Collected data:
##############################

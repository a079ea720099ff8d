//! Image encoding: one lossless PNG for archival and one lossy JPEG sized
//! for the inference API.
//!
//! ## Why two renditions?
//!
//! PNG keeps text crisp and is what a human reviewer should see. Vision APIs
//! cap the request payload, and a 144 DPI PNG of a dense scan easily exceeds
//! it, so the model gets a JPEG squeezed under the ceiling instead.
//!
//! ## Compression ladder
//!
//! The JPEG is encoded at each quality step of [`CompressionPolicy::quality_ladder`]
//! in turn until one fits under the ceiling. If none does, the image is
//! downscaled once and encoded at [`CompressionPolicy::fallback_quality`].
//! That is at most `ladder.len() + 1` encodes; if the last one still does not
//! fit the caller marks the page `ERROR`.

use crate::error::PipelineError;
use base64::{engine::general_purpose::STANDARD, Engine as _};
use image::codecs::jpeg::JpegEncoder;
use image::imageops::FilterType;
use image::{DynamicImage, ImageFormat};
use serde::{Deserialize, Serialize};
use std::io::Cursor;
use thiserror::Error;
use tracing::debug;

#[derive(Debug, Clone, PartialEq, Serialize, Deserialize)]
pub struct CompressionPolicy {
    /// JPEG qualities tried in order; the first is the default quality.
    pub quality_ladder: Vec<u8>,
    /// Largest acceptable encoded size in bytes.
    pub ceiling_bytes: usize,
    /// Spatial factor applied for the final attempt.
    pub downscale_factor: f32,
    /// JPEG quality for the downscaled attempt.
    pub fallback_quality: u8,
}

impl CompressionPolicy {
    /// 4.5 MiB, under the 5 MB image limit common to vision APIs.
    pub const DEFAULT_CEILING_BYTES: usize = 4_718_592;

    /// Upper bound on encodes per page.
    pub fn max_attempts(&self) -> usize {
        self.quality_ladder.len() + 1
    }

    pub fn validate(&self) -> Result<(), PipelineError> {
        if self.quality_ladder.is_empty() {
            return Err(PipelineError::InvalidConfig(
                "Compression quality ladder must not be empty".into(),
            ));
        }
        if self.quality_ladder.windows(2).any(|w| w[1] >= w[0]) {
            return Err(PipelineError::InvalidConfig(format!(
                "Compression quality ladder must be strictly descending, got {:?}",
                self.quality_ladder
            )));
        }
        if self
            .quality_ladder
            .iter()
            .chain(std::iter::once(&self.fallback_quality))
            .any(|q| *q == 0 || *q > 100)
        {
            return Err(PipelineError::InvalidConfig(
                "JPEG qualities must be 1–100".into(),
            ));
        }
        if !(self.downscale_factor > 0.0 && self.downscale_factor < 1.0) {
            return Err(PipelineError::InvalidConfig(format!(
                "Downscale factor must be in (0, 1), got {}",
                self.downscale_factor
            )));
        }
        if self.ceiling_bytes == 0 {
            return Err(PipelineError::InvalidConfig(
                "Payload ceiling must be > 0".into(),
            ));
        }
        Ok(())
    }

    /// Same policy with a different ceiling.
    pub fn with_ceiling(&self, ceiling_bytes: usize) -> Self {
        Self {
            ceiling_bytes,
            ..self.clone()
        }
    }
}

impl Default for CompressionPolicy {
    fn default() -> Self {
        Self {
            quality_ladder: vec![85, 75, 65, 55, 45],
            ceiling_bytes: Self::DEFAULT_CEILING_BYTES,
            downscale_factor: 0.5,
            fallback_quality: 40,
        }
    }
}

/// A lossy encoding that fits under the ceiling.
#[derive(Debug, Clone)]
pub struct Compressed {
    pub bytes: Vec<u8>,
    pub quality: u8,
    pub downscaled: bool,
    /// Encodes performed, including the successful one.
    pub attempts: usize,
    pub width: u32,
    pub height: u32,
}

#[derive(Debug, Error)]
pub enum EncodeError {
    #[error("image codec error: {0}")]
    Image(#[from] image::ImageError),

    #[error("smallest encoding was {smallest} bytes, ceiling {ceiling} bytes, after {attempts} attempts")]
    OverCeiling {
        smallest: usize,
        ceiling: usize,
        attempts: usize,
    },
}

pub fn encode_lossless(img: &DynamicImage) -> Result<Vec<u8>, EncodeError> {
    let mut buf = Vec::new();
    img.write_to(&mut Cursor::new(&mut buf), ImageFormat::Png)?;
    Ok(buf)
}

/// JPEG has no alpha channel, so the image is flattened to RGB first.
pub fn encode_lossy(img: &DynamicImage, quality: u8) -> Result<Vec<u8>, EncodeError> {
    let rgb = DynamicImage::ImageRgb8(img.to_rgb8());
    let mut buf = Vec::new();
    let encoder = JpegEncoder::new_with_quality(&mut buf, quality);
    rgb.write_with_encoder(encoder)?;
    Ok(buf)
}

/// Walk the ladder with `encode` until the result fits.
pub fn compress_with<F>(img: &DynamicImage, policy: &CompressionPolicy, mut encode: F) -> Result<Compressed, EncodeError>
where
    F: FnMut(&DynamicImage, u8) -> Result<Vec<u8>, EncodeError>,
{
    let mut attempts = 0;
    let mut smallest = usize::MAX;

    for &quality in &policy.quality_ladder {
        attempts += 1;
        let bytes = encode(img, quality)?;
        debug!("lossy q={} → {} bytes", quality, bytes.len());
        if bytes.len() <= policy.ceiling_bytes {
            return Ok(Compressed {
                bytes,
                quality,
                downscaled: false,
                attempts,
                width: img.width(),
                height: img.height(),
            });
        }
        smallest = smallest.min(bytes.len());
    }

    let width = ((img.width() as f32 * policy.downscale_factor).round() as u32).max(1);
    let height = ((img.height() as f32 * policy.downscale_factor).round() as u32).max(1);
    let small = img.resize_exact(width, height, FilterType::Triangle);
    attempts += 1;
    let bytes = encode(&small, policy.fallback_quality)?;
    debug!(
        "lossy downscaled {}x{} q={} → {} bytes",
        width,
        height,
        policy.fallback_quality,
        bytes.len()
    );
    if bytes.len() <= policy.ceiling_bytes {
        return Ok(Compressed {
            bytes,
            quality: policy.fallback_quality,
            downscaled: true,
            attempts,
            width,
            height,
        });
    }

    Err(EncodeError::OverCeiling {
        smallest: smallest.min(bytes.len()),
        ceiling: policy.ceiling_bytes,
        attempts,
    })
}

pub fn compress_to_ceiling(img: &DynamicImage, policy: &CompressionPolicy) -> Result<Compressed, EncodeError> {
    compress_with(img, policy, encode_lossy)
}

/// Decode a stored rendition and run it through the ladder again.
pub fn recompress(stored: &[u8], policy: &CompressionPolicy) -> Result<Compressed, EncodeError> {
    let img = image::load_from_memory(stored)?;
    compress_to_ceiling(&img, policy)
}

pub fn to_base64(bytes: &[u8]) -> String {
    STANDARD.encode(bytes)
}
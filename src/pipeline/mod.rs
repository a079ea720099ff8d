//! The three pipeline stages and the algorithms they share.
//!
//! ## Data Flow
//!
//! ```text
//! upload ──▶ intake ──▶ [conversion queue] ──▶ convert ──▶ [extraction queue] ──▶ extract ──▶ records
//!            (count)                           (render,                          (infer,
//!                                               encode)                           parse)
//! ```
//!
//! Stage entry points:
//! 1. [`intake::ingest`]: register the document, enqueue one item per page
//! 2. [`convert::convert_page`]: render one page to PNG + size-bounded JPEG
//! 3. [`extract::extract_page`]: call the vision model, store subject/tags/facts
//!
//! Shared building blocks:
//! * [`render`]: pdfium rasterisation and the page-count fallback chain
//! * [`encode`]: PNG/JPEG encoding and the compression ladder
//! * [`retry`]: throttling-only exponential backoff with jitter
//! * [`response`]: lenient parsing of the model's JSON
//! * [`input`]: reading uploads from local paths or URLs
//!
//! Every stage is stateless: it takes the [`crate::backend::Backends`] and
//! [`crate::config::PipelineConfig`] by reference and finishes one work item
//! per call.

pub mod convert;
pub mod encode;
pub mod extract;
pub mod input;
pub mod intake;
pub mod render;
pub mod response;
pub mod retry;

use crate::backend::Backends;
use crate::error::PipelineError;
use crate::model::{Counter, DocumentId, DocumentStatus};
use tracing::info;

/// Count a page that reached `PROCESSED` or `ERROR` (or was skipped as past
/// the real page count) and complete the document when every page has.
///
/// The store counts each ordinal once, so redeliveries call this again to
/// finish an earlier attempt that stopped before counting.
pub(crate) async fn record_terminal_page(
    backends: &Backends,
    document_id: DocumentId,
    ordinal: u32,
    total_pages: u32,
) -> Result<u32, PipelineError> {
    let processed = backends
        .records
        .count_page(document_id, ordinal, Counter::PagesProcessed)
        .await?;
    if processed.value >= total_pages {
        let status = backends
            .records
            .advance_status(document_id, DocumentStatus::Complete)
            .await?;
        if processed.newly_counted && processed.value == total_pages {
            info!("Document {} {:?}: {}/{} pages", document_id, status, processed.value, total_pages);
        }
    }
    Ok(processed.value)
}

/// Count a page whose renditions are stored and move the document to
/// `CONVERTING` or `CONVERTED`. Safe to repeat for the same ordinal.
pub(crate) async fn record_converted_page(
    backends: &Backends,
    document_id: DocumentId,
    ordinal: u32,
    total_pages: u32,
) -> Result<u32, PipelineError> {
    let converted = backends
        .records
        .count_page(document_id, ordinal, Counter::PagesConverted)
        .await?;
    let target = if converted.value >= total_pages {
        DocumentStatus::Converted
    } else {
        DocumentStatus::Converting
    };
    backends.records.advance_status(document_id, target).await?;
    Ok(converted.value)
}
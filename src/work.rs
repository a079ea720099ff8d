//! Work items carried between stages on the queues.
//!
//! A work item holds everything its stage needs (document id, storage
//! pointers, ordinal, total count) so a worker never has to look the
//! document up before starting.
//!
//! Each item publishes with:
//! * a **group key** unique per page, so the queue may hand pages of the
//!   same document to different workers at the same time;
//! * a **dedup token** of document id + ordinal + stage, so repeated
//!   publishes of the same logical item collapse inside the queue's
//!   deduplication window.

use crate::backend::QueueMessage;
use crate::error::{PipelineError, QueueError};
use crate::model::{DocumentId, ObjectLocation, PageId, Rendition};
use serde::de::DeserializeOwned;
use serde::{Deserialize, Serialize};
use std::fmt;

/// Pipeline stage names, used in dedup tokens and error messages.
#[derive(Debug, Clone, Copy, PartialEq, Eq, Hash, Serialize, Deserialize)]
#[serde(rename_all = "snake_case")]
pub enum Stage {
    Intake,
    Conversion,
    Extraction,
}

impl Stage {
    pub fn as_str(&self) -> &'static str {
        match self {
            Stage::Intake => "intake",
            Stage::Conversion => "conversion",
            Stage::Extraction => "extraction",
        }
    }
}

impl fmt::Display for Stage {
    fn fmt(&self, f: &mut fmt::Formatter<'_>) -> fmt::Result {
        f.write_str(self.as_str())
    }
}

/// Queue group for one page. One group per page maximises parallelism.
pub fn group_key(document_id: DocumentId, ordinal: u32) -> String {
    format!("{document_id}-{ordinal:04}")
}

/// Deduplication token for one page at one stage.
pub fn dedup_token(document_id: DocumentId, ordinal: u32, stage: Stage) -> String {
    format!("{document_id}-{ordinal:04}-{stage}")
}

/// Common behaviour of the messages each stage consumes.
pub trait WorkItem: Serialize + DeserializeOwned + Send + Sync {
    /// The stage that consumes this item.
    const STAGE: Stage;

    fn document_id(&self) -> DocumentId;

    fn ordinal(&self) -> u32;

    fn group_key(&self) -> String {
        group_key(self.document_id(), self.ordinal())
    }

    fn dedup_token(&self) -> String {
        dedup_token(self.document_id(), self.ordinal(), Self::STAGE)
    }

    /// Serialise into a queue message.
    fn to_message(&self) -> Result<QueueMessage, QueueError> {
        Ok(QueueMessage {
            group_key: self.group_key(),
            dedup_token: self.dedup_token(),
            body: serde_json::to_string(self)?,
        })
    }

    /// Decode a delivered message body.
    fn from_body(body: &str) -> Result<Self, PipelineError> {
        serde_json::from_str(body).map_err(|e| PipelineError::MalformedWorkItem {
            stage: Self::STAGE,
            detail: e.to_string(),
        })
    }
}

/// Render one page. Emitted by intake, consumed by conversion.
#[derive(Debug, Clone, PartialEq, Serialize, Deserialize)]
pub struct PageWork {
    pub document_id: DocumentId,
    pub source: ObjectLocation,
    pub filename: String,
    /// 1-based.
    pub ordinal: u32,
    pub total_pages: u32,
}

impl WorkItem for PageWork {
    const STAGE: Stage = Stage::Conversion;

    fn document_id(&self) -> DocumentId {
        self.document_id
    }

    fn ordinal(&self) -> u32 {
        self.ordinal
    }
}

/// Extract records from one converted page. Emitted by conversion,
/// consumed by extraction.
#[derive(Debug, Clone, PartialEq, Serialize, Deserialize)]
pub struct ExtractionWork {
    pub document_id: DocumentId,
    pub page_id: PageId,
    pub ordinal: u32,
    pub total_pages: u32,
    pub lossless: Rendition,
    pub lossy: Rendition,
}

impl ExtractionWork {
    /// Pages with this ordinal also carry the subject-attribute request.
    pub const SUBJECT_ORDINAL: u32 = 1;

    pub fn is_subject_page(&self) -> bool {
        self.ordinal == Self::SUBJECT_ORDINAL
    }
}

impl WorkItem for ExtractionWork {
    const STAGE: Stage = Stage::Extraction;

    fn document_id(&self) -> DocumentId {
        self.document_id
    }

    fn ordinal(&self) -> u32 {
        self.ordinal
    }
}
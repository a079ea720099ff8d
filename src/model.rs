//! Records persisted by the pipeline: documents, pages, subjects, category
//! tags and the three fact families.
//!
//! ## Identities
//!
//! Every identity is a UUID, and every one except the upload-level
//! [`DocumentId`] is *derived* (UUIDv5) from its parent and position:
//!
//! | id | derived from |
//! |----|--------------|
//! | [`DocumentId`] | upload event key |
//! | [`PageId`]     | document id + ordinal |
//! | [`SubjectId`]  | document id |
//! | [`FactId`]     | page id + family + index in the model response |
//! | [`TagId`]      | page id + index in the model response |
//!
//! A redelivered work item therefore computes the same ids as the first
//! delivery, and put-if-absent writes in the record store collapse the
//! duplicates.
//!
//! ## Unknown values
//!
//! Extracted attributes are [`Attribute`]s, which default to the literal
//! `"Unknown"` instead of being absent. Cross-entity references that may not
//! exist yet use [`SubjectRef::Pending`].

use chrono::{DateTime, Utc};
use serde::{Deserialize, Deserializer, Serialize};
use std::fmt;
use std::str::FromStr;
use uuid::Uuid;

/// Namespace for upload-derived document ids.
const UPLOAD_NAMESPACE: Uuid = Uuid::from_u128(0x6d65_6469_6e67_6573_7400_0000_0000_0001);

/// Sentinel stored for any attribute the model could not read.
pub const UNKNOWN: &str = "Unknown";

macro_rules! record_id {
    ($(#[$meta:meta])* $name:ident) => {
        $(#[$meta])*
        #[derive(Debug, Clone, Copy, PartialEq, Eq, Hash, PartialOrd, Ord, Serialize, Deserialize)]
        #[serde(transparent)]
        pub struct $name(Uuid);

        impl $name {
            pub fn as_uuid(&self) -> &Uuid {
                &self.0
            }
        }

        impl fmt::Display for $name {
            fn fmt(&self, f: &mut fmt::Formatter<'_>) -> fmt::Result {
                fmt::Display::fmt(&self.0, f)
            }
        }

        impl FromStr for $name {
            type Err = uuid::Error;

            fn from_str(s: &str) -> Result<Self, Self::Err> {
                Uuid::parse_str(s).map(Self)
            }
        }
    };
}

record_id!(
    /// Identity of one uploaded document.
    DocumentId
);
record_id!(
    /// Identity of one page of a document.
    PageId
);
record_id!(
    /// Identity of the subject a document describes.
    SubjectId
);
record_id!(
    /// Identity of one fact record.
    FactId
);
record_id!(
    /// Identity of one category tag.
    TagId
);

impl DocumentId {
    /// Derive the document id for an upload event.
    ///
    /// The same event key always yields the same id, so a redelivered upload
    /// notification lands on the existing document.
    pub fn for_upload(event_key: &str) -> Self {
        Self(Uuid::new_v5(&UPLOAD_NAMESPACE, event_key.as_bytes()))
    }
}

impl PageId {
    pub fn for_ordinal(document_id: DocumentId, ordinal: u32) -> Self {
        Self(Uuid::new_v5(&document_id.0, format!("page:{ordinal}").as_bytes()))
    }
}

##############################

*DESCRIPTION OF THE TASK*:
Return every line holding the word "await" from the records.

*RESPONSE AREA*:
        .await?;
            .await?;
        .await?;
    backends.records.advance_status(document_id, target).await?;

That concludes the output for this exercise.